花粉症

花粉症
◎症状
*スギやヒノキなどの植物の花粉が原因で生じるアレルギー症状を「花粉症」と呼びます。医学用語では、「季節性アレルギー性鼻炎」といいます。日本人のおよそ4人に1人が花粉症だと言われています(平成26年時点)。
*花粉症の症状が現れやすいのが、鼻と目です。
*鼻の三大症状と言われるのが、くしゃみ、鼻水、鼻づまり。こうした症状は、風邪と間違われやすいのですが、風邪であれば1週間程度で治るのに対し、花粉症は花粉が飛んでいる間は続くこと、さらさらとした水っぽい鼻水が流れることといった違いがあります。
*目の三大症状と言われるのが、目のかゆみ、目の充血、涙です。
*このほか、体がだるい、熱っぽい、イライラする、喉や顔、首がかゆい、集中力が低下するといった全身症状を伴うこともあります。
◎花粉が多く飛散する日
*最高気温が高めの日
*雨の日の翌日で天気がよい日
*風が強く晴天で乾燥した日
◎花粉の飛散開始日
*東京都内では、スギの花粉の飛散は、2月中旬ごろです。その前にも少量の花粉が飛散して、花粉症の症状が出ることがあります。

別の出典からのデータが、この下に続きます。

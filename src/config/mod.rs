use crate::errors::{AppError, AppResult};
use serde::{Deserialize, Serialize};
use std::fs;
use std::path::{Path, PathBuf};

#[derive(Debug, Clone, Serialize, Deserialize)]
pub struct Config {
    pub database: String,
    #[serde(default = "default_log_file")]
    pub log_file: String,
    #[serde(default)]
    pub default_chat_gpt: bool,
    #[serde(default)]
    pub default_welcome_meme: Option<String>,
    #[serde(default = "default_busy_timeout_ms")]
    pub busy_timeout_ms: u64,
}

fn default_log_file() -> String {
    Config::config_dir()
        .join("gymchat-store.log")
        .to_string_lossy()
        .to_string()
}

fn default_busy_timeout_ms() -> u64 {
    5000
}

impl Default for Config {
    fn default() -> Self {
        Self {
            database: Self::database_file().to_string_lossy().to_string(),
            log_file: default_log_file(),
            default_chat_gpt: false,
            default_welcome_meme: None,
            busy_timeout_ms: default_busy_timeout_ms(),
        }
    }
}

/// The subset of configuration the storage layer consumes.
#[derive(Debug, Clone)]
pub struct StoreOptions {
    pub default_chat_gpt: bool,
    pub default_welcome_meme: Option<String>,
    pub busy_timeout_ms: u64,
}

impl Default for StoreOptions {
    fn default() -> Self {
        Self {
            default_chat_gpt: false,
            default_welcome_meme: None,
            busy_timeout_ms: default_busy_timeout_ms(),
        }
    }
}

impl From<&Config> for StoreOptions {
    fn from(cfg: &Config) -> Self {
        Self {
            default_chat_gpt: cfg.default_chat_gpt,
            default_welcome_meme: cfg.default_welcome_meme.clone(),
            busy_timeout_ms: cfg.busy_timeout_ms,
        }
    }
}

impl Config {
    /// Platform configuration directory, falling back to the working directory.
    pub fn config_dir() -> PathBuf {
        dirs::config_dir()
            .unwrap_or_else(|| PathBuf::from("."))
            .join("gymchat-store")
    }

    pub fn config_file() -> PathBuf {
        Self::config_dir().join("gymchat-store.conf")
    }

    pub fn database_file() -> PathBuf {
        Self::config_dir().join("gymchat-store.sqlite")
    }

    /// Load `path`, or defaults if it does not exist.
    pub fn load_from(path: &Path) -> AppResult<Self> {
        if !path.exists() {
            return Ok(Self::default());
        }

        let content = fs::read_to_string(path)?;
        serde_yaml::from_str(&content)
            .map_err(|e| AppError::Config(format!("{}: {}", path.display(), e)))
    }

    pub fn save_to(&self, path: &Path) -> AppResult<()> {
        if let Some(dir) = path.parent()
            && !dir.as_os_str().is_empty()
        {
            fs::create_dir_all(dir)?;
        }
        let yaml = serde_yaml::to_string(self).map_err(|e| AppError::Config(e.to_string()))?;
        fs::write(path, yaml)?;
        Ok(())
    }

    pub fn store_options(&self) -> StoreOptions {
        StoreOptions::from(self)
    }
}
use crate::cli::parser::Entity;
use crate::config::Config;
use crate::db::Database;
use crate::errors::{AppError, AppResult};
use serde::Serialize;

fn print_json<T: Serialize>(rows: &T) -> AppResult<()> {
    let json = serde_json::to_string_pretty(rows).map_err(|e| AppError::Other(e.to_string()))?;
    println!("{}", json);
    Ok(())
}

pub fn handle(chat: i64, entity: Entity, cfg: &Config) -> AppResult<()> {
    let db = Database::open_with(&cfg.database, cfg.store_options())?;

    match entity {
        Entity::Settings => print_json(&db.get_chat_settings(chat)?),
        Entity::Gyms => print_json(&db.get_gyms(chat)?),
        Entity::Schedule => print_json(&db.get_schedule(chat)?),
        Entity::Corrections => print_json(&db.get_schedule_corrections(chat)?),
        Entity::Admins => print_json(&db.get_admins(chat)?),
        Entity::Answers => print_json(&db.get_answer_alternatives_grouped_by_types(chat)?),
    }
}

*4月にはスギの花粉は少なくなりますが、ヒノキの花粉が5月頃まで飛散するので、ヒノキの花粉にアレルギーのある人は5月頃まで症状が続きます。
*5月を過ぎても症状が続く場合、他の植物の花粉やハウスダストが原因とも考えられます。
◎代表的な原因植物
*花粉症と言えば、スギ花粉症がよく知られていますが、このほかにもさまざまな花粉症を引き起こす植物があります。
・スギ(2月~4月):本州、四国、九州の山中に分布する。花粉症の原因植物の代表格。
・ヒノキ(3月~4月):本州の福島以南と四国、九州に分布する。スギ花粉に似たアレルギー物質を持つ。
・イネ科 カモガヤ(5月~6月)
・イネ科 オオアワガエリ(6月~8月)
・イネ科 ススキ(9月~10月)
・ハンノキ(1月~4月):日本全土に分布し、森や湖などの湿地に多い。
・シラカンバ(3月下旬~6月):北海道や本州の中部以北に分布している。スギ花粉症がほとんどない北海道では、シラカンバ花粉症が多い。
・ブタクサ(8月~9月):東北以北は少ないが、日本全域に分布する。秋の花粉症の代表格。
・ヨモギ(9月~10月):日本全域に分布する。
・カナムグラ(8月~10月):日本全域に分布し、特に関東地方に多い。
◎花粉症の診断
*「花粉症かな?」と思ったら、自分で判断する前に、近くの医療機関にかかってください。花粉症を起こしている原因植物も、症状の出方も人によってさまざまです。まずは原因を探り、自分に合った治療方法を見つけることが大切です。
◎花粉症になったら
* 医療機関での治療:花粉症の治療には、症状を抑える「対症療法」と、完全に治すための「根治療法」があります。
・ 対症療法 … 内服薬、点鼻薬、点眼薬を使った薬物療法、レーザー手術
・ 根治療法 … 免疫療法
*セルフケア
・花粉症の市販薬(OTC薬)もあり、内服薬、点鼻薬、点眼薬があります。アレグラやアレルビも薬店で購入できます。
・花粉との接触をできるだけ避け、予防できます。
①花粉飛散情報に注意する。
②花粉が多く飛んでいるシーズンは、外出時にはメガネとマスク、帽子やスカーフを使う。長い髪は束ねることで、花粉が付かないように工夫しましょう。
③上着は、表面がつるつるとした素材のものにする。
④帰宅したら玄関で洋服や髪についた花粉をよく払い落す、洗顔、手洗い、うがいをして、鼻をかむ。
⑤花粉が多く飛んでいる日は窓を開けない。
⑥掃除をこまめに行う。掃除機に加え、ぬれ雑巾等で拭くことも効果的です。
⑦洗濯物はできるだけ屋内に干す。
⑧花粉が多く飛んでいる日は布団を外に干さない。布団乾燥機の使用が望ましい。
◎症状を悪化させない心得
*かぜを引かない:粘膜の上皮が弱くなり、症状がひどくなることがあります。
*お酒を飲みすぎない:鼻づまりを悪化させる可能性があります。
*喫煙も控えめに:タバコも粘膜を傷つけます。
*バランスの良い食生活を心がける。
*寝不足、過労にも注意し、規則正しい生活を送る。
◎花粉症でない人も油断大敵
*現在、花粉症ではない人も、花粉を吸い続けていると、やがて花粉症になる可能性があります。
*予防法は、花粉を体内に取り込まないことです。